Accelerator mass spectrometry and benzene synthesis coupled with liquid scintillation spectrometry are often used for accurate measurements of ¹⁴C activity in the environmental matrices. Thermal oxidation is one of the methods employed for ¹⁴C determination in environmental matrices. In this method, the sample is oxidised at high temperature (600–900 °C) to convert carbon species to CO₂ and trapped in an amine-based absorber for determining the activity in a liquid scintillation counting (LSC) system. In this study, the performance of a commercially available tube furnace system (pyrolyser), for batch combustion of samples, was evaluated for the determination of ¹⁴C specific activity in terrestrial biota samples. Significant improvements over the manufacturer specified method, which is primarily designed for analysis of samples with activity well above the environmental background level, was implemented to achieve accurate determination of ¹⁴C specific activity at ambient background level. In the improved method, the CO₂ produced from the combustion of the sample was isolated from the combustion products through cryogenic trapping and then absorbed in the absorber (Carbo-Sorb E) through a simple off-line transfer process. This allowed (i) optimisation of CO₂ absorption by the absorber (2.2477 g of CO₂/10 mL), (ii) achieving good accuracy and precision in the measurements, and a minimum detectable activity value of 13 Bq kg⁻¹C for a counting time of 300 min (7 Bq kg⁻¹C for 1000 min), (iii) avoiding uncertainty associated with the determination of recovery of ¹⁴C in the combustion and trapping process, and (iv) elimination of the need for an independent determination of carbon content (%) for expressing the results in terms of ¹⁴C specific activity. The method is capable of yielding accurate results with a deviation of <2.4% from the target value for IAEA C3 quality assurance reference material (with a relative standard deviation of 1.40%, and relative error of 0.34%).

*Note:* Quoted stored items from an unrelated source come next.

impl ClusterCore {
    pub(crate) fn new(config: ClusterConfig, transport: Arc<dyn Transport>) -> Self {
        let context = Arc::new(NodeContext::new(transport, &config));
        let (nodes, node_publisher) = snapshot::channel(NodeSet::default());
        let (partitions, partition_publisher) = snapshot::channel(PartitionTables::default());

        let state = TendState {
            nodes: node_publisher,
            partitions: partition_publisher,
            seeds: config.hosts.clone(),
            reclaimer: Reclaimer::new(),
        };

        Self {
            config,
            context,
            nodes,
            partitions,
            valid: AtomicBool::new(false),
            state: tokio::sync::Mutex::new(state),
        }
    }

    pub(crate) fn is_valid(&self) -> bool {
        self.valid.load(Ordering::Acquire)
    }

    /// Run one tend cycle
    pub(crate) async fn tend(&self, state: &mut TendState, enable_seed_warnings: bool) -> Result<TendReport> {
        let mut report = TendReport {
            reclaimed: state.reclaimer.collect(),
            ..TendReport::default()
        };

        if state.nodes.current().is_empty() {
            let seeded = self.seed_nodes(&state.seeds, enable_seed_warnings).await?;
            report.added.extend(seeded.iter().map(|n| n.name().to_string()));
            self.add_nodes(state, seeded);
        }

        if state.partitions.current().partition_count() == 0 {
            let n_partitions = self.fetch_partition_count(&state.nodes.current()).await?;
            info!("Cluster has {} partitions", n_partitions);
            let old = state.partitions.publish(PartitionTables::new(n_partitions));
            state.reclaimer.retire(Retired::Partitions(old));
        }

        let nodes = state.nodes.current();
        for node in nodes.iter() {
            node.reset_friends();
        }

        let base = state.partitions.current();
        let mut working: Option<PartitionTables> = None;
        let mut peers = PeerList::new();

        for node in nodes.iter().filter(|n| n.is_active()) {
            match self.refresh_node(node, &nodes, &base, &mut working, &mut peers).await {
                Ok(()) => {
                    node.record_success();
                    report.refresh_count += 1;
                }
                Err(e) => {
                    let failures = node.record_failure();
                    match e.category() {
                        ErrorCategory::Connection | ErrorCategory::Unreachable => {
                            debug!("Node {} refresh failed ({} in a row): {}", node, failures, e)
                        }
                        _ => info!("Node {} refresh failed ({} in a row): {}", node, failures, e),
                    }
                }
            }
        }

        if let Some(next) = working {
            let old = state.partitions.publish(next);
            state.reclaimer.retire(Retired::Partitions(old));
        }

        let mut to_add = self.find_nodes_to_add(&peers, &nodes).await;
        let tables = state.partitions.current();
        let to_remove = self
            .find_nodes_to_remove(&nodes, &tables, report.refresh_count, &state.seeds, &mut to_add)
            .await;
        drop(tables);

        if !to_remove.is_empty() {
            report.removed.extend(to_remove.iter().map(|n| n.name().to_string()));
            self.remove_nodes(state, &to_remove);
        }
        if !to_add.is_empty() {
            report.added.extend(to_add.iter().map(|n| n.name().to_string()));
            self.add_nodes(state, to_add);
        }

        report.node_count = state.nodes.current().len();
        Ok(report)
    }

    async fn refresh_node(
        &self,
        node: &Arc<Node>,
        nodes: &NodeSet,
        base: &PartitionTables,
        working: &mut Option<PartitionTables>,
        peers: &mut PeerList,
    ) -> Result<()> {
        let refresh = node.refresh().await?;

        for peer in refresh.peers {
            match nodes.find_by_address(self.peer_address(&peer)) {
                Some(friend) => friend.add_friend(),
                None => {
                    peers.insert(peer);
                }
            }
        }

        if refresh.generation_changed && base.partition_count() > 0 {
            let update = node.fetch_partitions().await?;
            let tables = working.get_or_insert_with(|| base.clone());

            if let Some(master) = &update.master {
                tables.update(node, master, Replica::Master);
            }
            if let Some(prole) = &update.prole {
                tables.update(node, prole, Replica::Prole);
            }
            if let Some(generation) = update.generation {
                debug!("Node {} partition generation {}", node, generation);
                node.set_partition_generation(generation);
            }
        }
        Ok(())
    }

    /// Address a gossiped peer is reached at once the address map is applied
    fn peer_address(&self, peer: &Peer) -> SocketAddr {
        match self.config.translate(&peer.host.name).parse::<IpAddr>() {
            Ok(ip) => SocketAddr::new(ip, peer.addr.port()),
            Err(_) => peer.addr,
        }
    }

    /// Resolve a host, applying the address map first
    async fn lookup(&self, host: &Host) -> Result<Vec<SocketAddr>> {
        let name = self.config.translate(&host.name);
        if name != host.name {
            debug!("Translated {} to {}", host.name, name);
        }
        self.context.transport().resolve(name, host.port).await
    }

    async fn request_name(&self, addr: SocketAddr) -> Result<String> {
        let credentials = self.context.credentials();
        let name = request_host(
            self.context.transport(),
            addr,
            "node",
            credentials.as_deref(),
            self.context.conn_timeout(),
        )
        .await?;

        if name.is_empty() {
            return Err(ClusterError::protocol(format!("Server {} returned an empty name", addr)));
        }
        Ok(name)
    }

    /// Create a node for every distinct name reachable through the seeds
    async fn seed_nodes(&self, seeds: &[Host], enable_warnings: bool) -> Result<Vec<Arc<Node>>> {
        let mut found: Vec<Arc<Node>> = Vec::new();
        let mut first_error = None;

        for seed in seeds {
            let addrs = match self.lookup(seed).await {
                Ok(addrs) => addrs,
                Err(e) => {
                    if enable_warnings {
                        warn!("Failed to lookup seed {}: {}", seed, e);
                    }
                    first_error.get_or_insert(e);
                    continue;
                }
            };

            for addr in addrs {
                match self.request_name(addr).await {
                    Ok(name) => match found.iter().find(|n| n.name() == name) {
                        Some(node) => node.add_address(addr),
                        None => {
                            info!("Add seed node {} {}", name, addr);
                            found.push(Arc::new(Node::new(name, addr, self.context.clone())));
                        }
                    },
                    Err(e) => {
                        if enable_warnings {
                            warn!("Failed to connect to seed {} {}: {}", seed, addr, e);
                        }
                        first_error.get_or_insert(e);
                    }
                }
            }
        }

        if found.is_empty() {
            return Err(first_error
                .unwrap_or_else(|| ClusterError::unreachable("No seed hosts configured")));
        }
        Ok(found)
    }

    async fn fetch_partition_count(&self, nodes: &NodeSet) -> Result<usize> {
        let credentials = self.context.credentials();
        let mut first_error = None;

        for node in nodes.iter().filter(|n| n.is_active()) {
            let result = request_host(
                self.context.transport(),
                node.primary_address(),
                "partitions",
                credentials.as_deref(),
                self.context.conn_timeout(),
            )
            .await;

            let error = match result {
                Ok(value) => match value.trim().parse::<usize>() {
                    Ok(n) if n > 0 => return Ok(n),
                    _ => ClusterError::protocol(format!("Invalid partition count: {}", value)),
                },
                Err(e) => e,
            };
            warn!("Failed to get partition count from {}: {}", node, error);
            first_error.get_or_insert(error);
        }

        Err(first_error.unwrap_or_else(|| ClusterError::unreachable("No node to ask for partitions")))
    }

    /// Turn gossiped peers into new nodes, or aliases of known ones
    async fn find_nodes_to_add(&self, peers: &PeerList, nodes: &NodeSet) -> Vec<Arc<Node>> {
        let mut to_add: Vec<Arc<Node>> = Vec::new();

        for peer in peers.iter() {
            let addrs = match self.lookup(&peer.host).await {
                Ok(addrs) => addrs,
                Err(e) => {
                    warn!("Failed to lookup peer {}: {}", peer.host, e);
                    continue;
                }
            };

            for addr in addrs {
                let name = match self.request_name(addr).await {
                    Ok(name) => name,
                    Err(e) => {
                        warn!("Add node {} failed: {}", addr, e);
                        continue;
                    }
                };

                if let Some(existing) = nodes.find_by_name(&name) {
                    existing.add_address(addr);
                    existing.add_friend();
                } else if let Some(pending) = to_add.iter().find(|n| n.name() == name) {
                    pending.add_address(addr);
                } else {
                    to_add.push(Arc::new(Node::new(name, addr, self.context.clone())));
                }
            }
        }
        to_add
    }

    async fn find_nodes_to_remove(
        &self,
        nodes: &NodeSet,
        tables: &PartitionTables,
        refresh_count: usize,
        seeds: &[Host],
        to_add: &mut Vec<Arc<Node>>,
    ) -> Vec<Arc<Node>> {
        let mut to_remove = Vec::new();

        for node in nodes.iter() {
            let health = NodeHealth {
                active: node.is_active(),
                failures: node.failures(),
                friends: node.friends(),
                owns_partitions: tables.contains_node(node),
            };

            match policy::evaluate(nodes.len(), health, refresh_count) {
                Verdict::Keep => {}
                Verdict::Remove => to_remove.push(node.clone()),
                Verdict::RemoveIfReseeded => match self.seed_nodes(seeds, false).await {
                    Ok(seeded) => {
                        info!("Replacing unresponsive node {} through the seeds", node);
                        for candidate in seeded {
                            if !to_add.iter().any(|n| n.name() == candidate.name()) {
                                to_add.push(candidate);
                            }
                        }
                        to_remove.push(node.clone());
                    }
                    Err(e) => debug!("Reseed failed, keeping node {}: {}", node, e),
                },
            }
        }
        to_remove
    }

    fn add_nodes(&self, state: &mut TendState, to_add: Vec<Arc<Node>>) {
        for node in &to_add {
            info!("Add node {}", node);
        }
        let next = state.nodes.current().with_added(&to_add);
        let old = state.nodes.publish(next);
        state.reclaimer.retire(Retired::NodeSet(old));
    }

    fn remove_nodes(&self, state: &mut TendState, to_remove: &[Arc<Node>]) {
        for node in to_remove {
            info!("Remove node {}", node);
            node.deactivate();
        }

        let next = state.nodes.current().without(to_remove);
        let old = state.nodes.publish(next);
        state.reclaimer.retire(Retired::NodeSet(old));

        let tables = state.partitions.current();
        if to_remove.iter().any(|node| tables.contains_node(node)) {
            let mut next = PartitionTables::clone(&tables);
            drop(tables);
            next.purge(to_remove);
            let old = state.partitions.publish(next);
            state.reclaimer.retire(Retired::Partitions(old));
        }

        for node in to_remove {
            state.reclaimer.retire(Retired::Node(node.clone()));
        }
    }

    /// Add the primary address of every node to the seed list
    pub(crate) fn add_seeds(&self, state: &mut TendState) {
        let nodes = state.nodes.current();
        for node in nodes.iter() {
            let addr = node.primary_address();
            let host = Host::new(addr.ip().to_string(), addr.port());
            if !state.seeds.contains(&host) {
                debug!("Add seed {}", host);
                state.seeds.push(host);
            }
        }
    }

    /// Unpublish and release every node
    pub(crate) async fn release_all(&self) {
        let mut state = self.state.lock().await;
        let nodes = state.nodes.current();

        for node in nodes.iter() {
            node.deactivate();
        }

        let old = state.partitions.publish(PartitionTables::default());
        state.reclaimer.retire(Retired::Partitions(old));
        let old = state.nodes.publish(NodeSet::default());
        state.reclaimer.retire(Retired::NodeSet(old));
        for node in nodes.iter() {
            state.reclaimer.retire(Retired::Node(node.clone()));
        }
        drop(nodes);

        let stats = state.reclaimer.collect();
        state.seeds.clear();
        debug!(
            "Released cluster: {} nodes destroyed, {} still reserved",
            stats.destroyed, stats.deferred
        );
    }
}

The combined uncertainty (1σ) associated with the measurements was computed to be 3.4%. Upon optimisation, the suitability of the method for the determination of ¹⁴C specific activity in typical terrestrial biota samples of clean air region (region not affected by local anthropogenic sources) and for the quantification of a small increase in the ¹⁴C activity above ambient levels in the vicinity of a nuclear power plant is demonstrated.

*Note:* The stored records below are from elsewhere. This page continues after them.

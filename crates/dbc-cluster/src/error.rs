//! Cluster error types

use std::net::SocketAddr;

/// Result type for cluster operations
pub type Result<T> = std::result::Result<T, ClusterError>;

/// Cluster-specific error types
#[derive(Debug, thiserror::Error)]
pub enum ClusterError {
    #[error("Client error: {0}")]
    Client(String),

    #[error("I/O error: {0}")]
    Io(#[from] std::io::Error),

    #[error("Connection to {addr} failed: {source}")]
    Connection {
        addr: SocketAddr,
        #[source]
        source: std::io::Error,
    },

    #[error("Timeout error: {0}")]
    Timeout(String),

    #[error("Protocol error: {0}")]
    Protocol(String),

    #[error("Node name changed: expected {expected}, received {actual}")]
    NameMismatch { expected: String, actual: String },

    #[error("Cluster unreachable: {0}")]
    Unreachable(String),

    #[error("Node not found: {0}")]
    NodeNotFound(String),

    #[error("Configuration error: {0}")]
    Configuration(String),

    #[error("Cluster is not valid")]
    InvalidCluster,
}

/// Coarse classification used by the tender when deciding how to react
#[derive(Debug, Clone, Copy, PartialEq, Eq)]
pub enum ErrorCategory {
    /// Local resource problem, e.g. socket creation
    Local,
    /// Refused, reset or timed out connection
    Connection,
    /// Malformed or unexpected server response
    Protocol,
    /// No seed could be reached
    Unreachable,
    /// Caller misuse or configuration
    Usage,
}

impl ClusterError {
    pub fn client<T: Into<String>>(msg: T) -> Self {
        Self::Client(msg.into())
    }

    pub fn connection(addr: SocketAddr, source: std::io::Error) -> Self {
        Self::Connection { addr, source }
    }

    pub fn timeout<T: Into<String>>(msg: T) -> Self {
        Self::Timeout(msg.into())
    }

    pub fn protocol<T: Into<String>>(msg: T) -> Self {
        Self::Protocol(msg.into())
    }

    pub fn unreachable<T: Into<String>>(msg: T) -> Self {
        Self::Unreachable(msg.into())
    }

    pub fn node_not_found<T: Into<String>>(name: T) -> Self {
        Self::NodeNotFound(name.into())
    }

    pub fn configuration<T: Into<String>>(msg: T) -> Self {
        Self::Configuration(msg.into())
    }

    /// Map this error onto the recovery taxonomy
    pub fn category(&self) -> ErrorCategory {
        match self {
            Self::Client(_) => ErrorCategory::Local,
            Self::Io(e) => match e.kind() {
                std::io::ErrorKind::ConnectionRefused
                | std::io::ErrorKind::ConnectionReset
                | std::io::ErrorKind::ConnectionAborted
                | std::io::ErrorKind::BrokenPipe
                | std::io::ErrorKind::UnexpectedEof
                | std::io::ErrorKind::TimedOut => ErrorCategory::Connection,
                _ => ErrorCategory::Local,
            },
            Self::Connection { .. } | Self::Timeout(_) => ErrorCategory::Connection,
            Self::Protocol(_) | Self::NameMismatch { .. } => ErrorCategory::Protocol,
            Self::Unreachable(_) => ErrorCategory::Unreachable,
            Self::NodeNotFound(_) | Self::Configuration(_) | Self::InvalidCluster => {
                ErrorCategory::Usage
            }
        }
    }

    /// Whether a later tend cycle may succeed where this one failed
    pub fn is_recoverable(&self) -> bool {
        !matches!(self.category(), ErrorCategory::Usage)
    }
}

impl From<tokio::time::error::Elapsed> for ClusterError {
    fn from(err: tokio::time::error::Elapsed) -> Self {
        Self::timeout(err.to_string())
    }
}

impl From<toml::de::Error> for ClusterError {
    fn from(err: toml::de::Error) -> Self {
        Self::configuration(format!("Failed to parse config: {}", err))
    }
}

#[cfg(test)]
mod tests {
    use super::*;

    #[test]
    fn test_error_categories() {
        let addr: SocketAddr = "127.0.0.1:3000".parse().unwrap();
        let refused = std::io::Error::from(std::io::ErrorKind::ConnectionRefused);

        assert_eq!(
            ClusterError::connection(addr, refused).category(),
            ErrorCategory::Connection
        );
        assert_eq!(
            ClusterError::protocol("bad header").category(),
            ErrorCategory::Protocol
        );
        assert_eq!(
            ClusterError::unreachable("no seeds").category(),
            ErrorCategory::Unreachable
        );
        assert_eq!(ClusterError::client("socket").category(), ErrorCategory::Local);
        assert_eq!(ClusterError::InvalidCluster.category(), ErrorCategory::Usage);
    }

    #[test]
    fn test_io_error_classification() {
        let reset = ClusterError::from(std::io::Error::from(std::io::ErrorKind::ConnectionReset));
        assert_eq!(reset.category(), ErrorCategory::Connection);
        assert!(reset.is_recoverable());

        let other = ClusterError::from(std::io::Error::from(std::io::ErrorKind::OutOfMemory));
        assert_eq!(other.category(), ErrorCategory::Local);
    }

    #[test]
    fn test_usage_errors_are_not_recoverable() {
        assert!(!ClusterError::configuration("empty hosts").is_recoverable());
        assert!(ClusterError::timeout("info").is_recoverable());
    }
}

促进剂质谱和苯合成与液体闪烁光谱结合经常用于环境基质中¹⁴ C活性的准确测量。热氧化是在环境基质中测定¹⁴ C的方法之一。在这种方法中，样品在高温（600–900°C）下被氧化，将碳物质转化为CO _2，并被捕集在基于胺的吸收剂中，以测定液体闪烁计数（LSC）系统中的活性。在这项研究中，评估了用于样品批量燃烧的市售管式炉系统（热解炉）的性能，以确定¹⁴陆地生物区系样品中的C比活。对制造商指定的方法进行了重大改进，该方法主要用于分析活性远高于环境背景水平的样品，旨在准确测定环境背景水平下的¹⁴ C比活度。在改进的方法中，通过低温捕集将样品燃烧产生的CO ₂与燃烧产物分离，然后通过简单的离线传输过程将其吸收到吸收塔（Carbo-Sorb E）中。这允许（i）优化吸收塔对CO ₂的吸收（2.2477 g CO ₂/ 10 mL），（ii）在测量中达到良好的准确性和精密度，并且在300分钟的计数时间内的最低可检测活性值为13 Bq kg ^-1 C（1000分钟为7 Bq kg ^-1 C），（ iii）避免在燃烧和捕集过程中确定¹⁴ C的回收率时存在不确定性，并且（iv）无需为了确定^14中的结果而独立确定碳含量（％）C特定活动。该方法能够产生准确的结果，与IAEA C3质量保证参考材料的目标值之间的偏差为<2.4％（相对标准偏差为1.40％，相对误差为0.34％）。与测量相关的组合不确定度（1σ）计算为3.4％。经优化后，该方法适用于确定清洁空气区域（不受当地人为源影响的区域）的典型陆地生物群样品中¹⁴ C比活度以及定量高于环境水平的¹⁴ C活度的小幅增加在核电厂附近进行了演示。